【更新プログラム配布中】Windows向けセキュリティアップデート情報:2014年5月GW号外でも紹介した、IEゼロデイ脆弱性への対応に追われた方も多かったのではないでしょうか。
普段はこういったことはテレビで取り上げられることもないので、セキュリティ情報に疎い方もこのニュースを知ってしまった(敢えて知ってしまったと書かせてもらいます)ことで、余計に混乱が生じたのもあると思います。
今回は、ゼロデイ脆弱性のリスクを緩和するためのツール”EMET”を紹介します。
1.EMETとは?
EMETとは、”Enhanced Mitigation Experience Toolkit”の略です。(エメットと読むようです)TechNet Blogsの脆弱性緩和ツール EMET 4.0 リリースに詳しい説明があるので、そちらの説明を引用します。
EMET は ソフトウェアの脆弱性が悪用されるのを防止する無償のセキュリティ ツールです。Windows XP SP3 以降のクライアント/サーバー OS にインストールすることができ、データ実行防止 (DEP)、メモリアドレスのランダム化 (ASLR) などの脆弱性緩和技術が組み込まれていないアプリケーションやシステムでも、脆弱性緩和技術が実装された状態とすることができます。セキュリティ更新プログラムによる脆弱性の修正とは異なり、EMET は悪用コードの実行防止を目的とし、攻撃が行われそうになるとプロセス・システムを強制終了することで攻撃を回避します。
セキュリティ更新プログラムと EMET の防御の違い(TechNet Blogsより)
EMET 4.0 以降のバージョンでは、公開キーインフラストラクチャ (PKI)を利用する中間者攻撃(man-in-the-middle攻撃)対策になる証明書信頼(設定可能なSSL/TLS証明書を固定する)機能も提供しています。
EMETはあくまで脆弱性”緩和”ツールなので、100%全ての攻撃を防ぐことは出来ず、セキュリティ更新プログラムをすぐに適用することがセキュリティ上大事です。
ですが、ゼロデイ攻撃をEMETにより回避できることが多く、セキュリティをより強化するためにも是非導入して欲しいツールです。
2.導入に際して注意点
Enhanced Mitigation Experience Toolkit(Microsoftサポート)によると、既存のソフトウェアとの互換性に問題が発生する可能性があるとのこと。業務用PC等に導入する時は事前に十分テストする必要があると思います。3.導入手順
Enhanced Mitigation Experience Toolkitにアクセスし、関連リンクからバージョンを選択します
Downloadをクリック
導入するだけならmsiファイルだけを選べばOK
msiファイルを実行します
Nextをクリック
Nextをクリック
ライセンスに同意する場合は、I Agreeを選んでNextをクリック
Nextをクリック
Use Recommended Settingsを選択して、Finishをクリック
これでOKです
一度起動して見てみましょう。
全てのプログラム→EMET GUIをクリックします
EMETウィンドウです
EMETによる保護機能が有効になっているプロセスには緑のチェックマークがつきます
4.EMET 4.1 Update 1
2014年4月30日に、EMET 4.1 Update 1がリリースされています。
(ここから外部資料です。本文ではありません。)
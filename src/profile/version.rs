//! GLSL Version Resolution
//!
//! Turns the raw `GL_SHADING_LANGUAGE_VERSION` string reported by a driver
//! into a `#version` directive, clamped to the newest language revision the
//! generated shaders rely on.

use crate::errors::{Result, ShaderGenError};

/// Highest desktop GLSL revision emitted (4.30).
pub const DESKTOP_CEILING: GlslVersion = GlslVersion::new(4, 30, false);

/// Highest GLSL ES revision emitted (3.20).
pub const ES_CEILING: GlslVersion = GlslVersion::new(3, 20, true);

/// Version used when the desktop driver string is unparsable (1.30).
pub const DESKTOP_FALLBACK: GlslVersion = GlslVersion::new(1, 30, false);

/// Version used when the ES driver string is unparsable (3.00).
pub const ES_FALLBACK: GlslVersion = GlslVersion::new(3, 0, true);

/// A shading-language revision, e.g. `4.30` or `3.00 es`.
#[derive(Debug, Clone, Copy, PartialEq, Eq, Hash)]
pub struct GlslVersion {
    pub major: u32,
    pub minor: u32,
    pub es: bool,
}

impl GlslVersion {
    #[must_use]
    pub const fn new(major: u32, minor: u32, es: bool) -> Self {
        Self { major, minor, es }
    }

    /// Parses a driver version string.
    ///
    /// Leading non-digit characters are skipped (drivers commonly report
    /// `"OpenGL ES GLSL ES 3.20"`), then `major.minor` is read. Anything
    /// after the minor number is ignored.
    pub fn parse(raw: &str, es: bool) -> Result<Self> {
        let start = raw.find(|c: char| c.is_ascii_digit()).unwrap_or(raw.len());
        let rest = &raw[start..];

        let invalid = || ShaderGenError::InvalidVersionString {
            raw: raw.to_string(),
        };

        let (major_text, rest) = split_leading_digits(rest);
        let rest = rest.strip_prefix('.').ok_or_else(invalid)?;
        let (minor_text, _) = split_leading_digits(rest);

        let major = major_text.parse().map_err(|_| invalid())?;
        let minor = minor_text.parse().map_err(|_| invalid())?;

        Ok(Self::new(major, minor, es))
    }

    /// Clamps to `ceiling` when this version is newer.
    #[must_use]
    pub fn clamped_to(self, ceiling: Self) -> Self {
        if (self.major, self.minor) > (ceiling.major, ceiling.minor) {
            Self::new(ceiling.major, ceiling.minor, self.es)
        } else {
            self
        }
    }

    /// Resolves the directive version for a raw driver string.
    ///
    /// Never fails: an unparsable string is logged and replaced by the
    /// dialect's fallback version.
    #[must_use]
    pub fn resolve(raw: Option<&str>, es: bool) -> Self {
        let (ceiling, fallback) = if es {
            (ES_CEILING, ES_FALLBACK)
        } else {
            (DESKTOP_CEILING, DESKTOP_FALLBACK)
        };

        match Self::parse(raw.unwrap_or_default(), es) {
            Ok(version) => version.clamped_to(ceiling),
            Err(err) => {
                log::error!("{err}, falling back to {}", fallback.directive());
                fallback
            }
        }
    }

    /// Formats the `#version` line, e.g. `#version 330` or `#version 320 es`.
    ///
    /// The `es` suffix only exists from GLSL ES 3.00 onwards.
    #[must_use]
    pub fn directive(&self) -> String {
        let suffix = if self.es && self.major >= 3 { " es" } else { "" };
        format!("#version {}{:02}{}", self.major, self.minor, suffix)
    }
}

fn split_leading_digits(s: &str) -> (&str, &str) {
    let end = s.find(|c: char| !c.is_ascii_digit()).unwrap_or(s.len());
    s.split_at(end)
}

#[cfg(test)]
mod tests {
    use super::*;

    #[test]
    fn test_parse_skips_vendor_prefix() {
        let v = GlslVersion::parse("OpenGL ES GLSL ES 3.10", true).unwrap();
        assert_eq!(v, GlslVersion::new(3, 10, true));
    }

    #[test]
    fn test_parse_ignores_trailing_text() {
        let v = GlslVersion::parse("4.60 NVIDIA", false).unwrap();
        assert_eq!((v.major, v.minor), (4, 60));
    }

    #[test]
    fn test_parse_rejects_missing_minor() {
        assert!(GlslVersion::parse("4", false).is_err());
        assert!(GlslVersion::parse("4.", false).is_err());
        assert!(GlslVersion::parse("", false).is_err());
    }

    #[test]
    fn test_clamp() {
        let v = GlslVersion::new(4, 60, false).clamped_to(DESKTOP_CEILING);
        assert_eq!(v.directive(), "#version 430");

        let v = GlslVersion::new(3, 30, false).clamped_to(DESKTOP_CEILING);
        assert_eq!(v.directive(), "#version 330");
    }

    #[test]
    fn test_directive_es_suffix() {
        assert_eq!(GlslVersion::new(3, 20, true).directive(), "#version 320 es");
        assert_eq!(GlslVersion::new(1, 0, true).directive(), "#version 100");
    }

    #[test]
    fn test_resolve_fallback() {
        assert_eq!(GlslVersion::resolve(Some("garbage"), false).directive(), "#version 130");
        assert_eq!(GlslVersion::resolve(None, true).directive(), "#version 300 es");
    }
}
・UI と安定性の若干の向上:
- 期限切れ証明書信頼ルールが、ユーザー インターフェイス (UI) で強調表示されるようになりました。
- 期限切れ証明書信頼ルールが通知をトリガーしなくなりました。
- 任意の表で Ctrl + A (すべて選択) を取り消すことができない問題を解決しました。
- [ヘルプ] メニューでサポート リンクを開いたときに例外がスローされるまれな問題を解決します。
・アプリケーションの互換性の問題:
- MemProt、SimExecFlow、CallerCheck による Google Chrome Canary Edition、Adobe Acrobat、Adobe Reader、Apple iTunes、および他のプログラムの緩和策を有効にします。
・構成と展開の強化:
- すべての既定の証明書信頼ルールの有効期限日を 2015 年 8 月 1 日まで延長します。
- GPO アプリケーションの構成が誤って解析される問題を解決します。この問題の結果、構成済みのアプリケーションで AuditMode が誤って有効になります。
- EMET_Agent をサイレント モードで展開したときに起動できないインストーラーの問題を解決します。
Enhanced Mitigation Experience Toolkit 4.1 の更新プログラムについて (2014 年 4 月)より
EMET 4.1からのアップデートは、同じ場所に上書きインストールするだけで良いようです。その際前回の設定を引き継ぐか、Recommended Settingsを使用するか選択します。
今回のIEゼロデイ脆弱性の対策で、TechNet Blogsの[回避策まとめ] セキュリティ アドバイザリ 2963983 – Internet Explorer の脆弱性により、リモートでコードが実行されるでも紹介されていた”Deep Hooks”が4.1 Update 1では既定の構成で有効になるようになっています。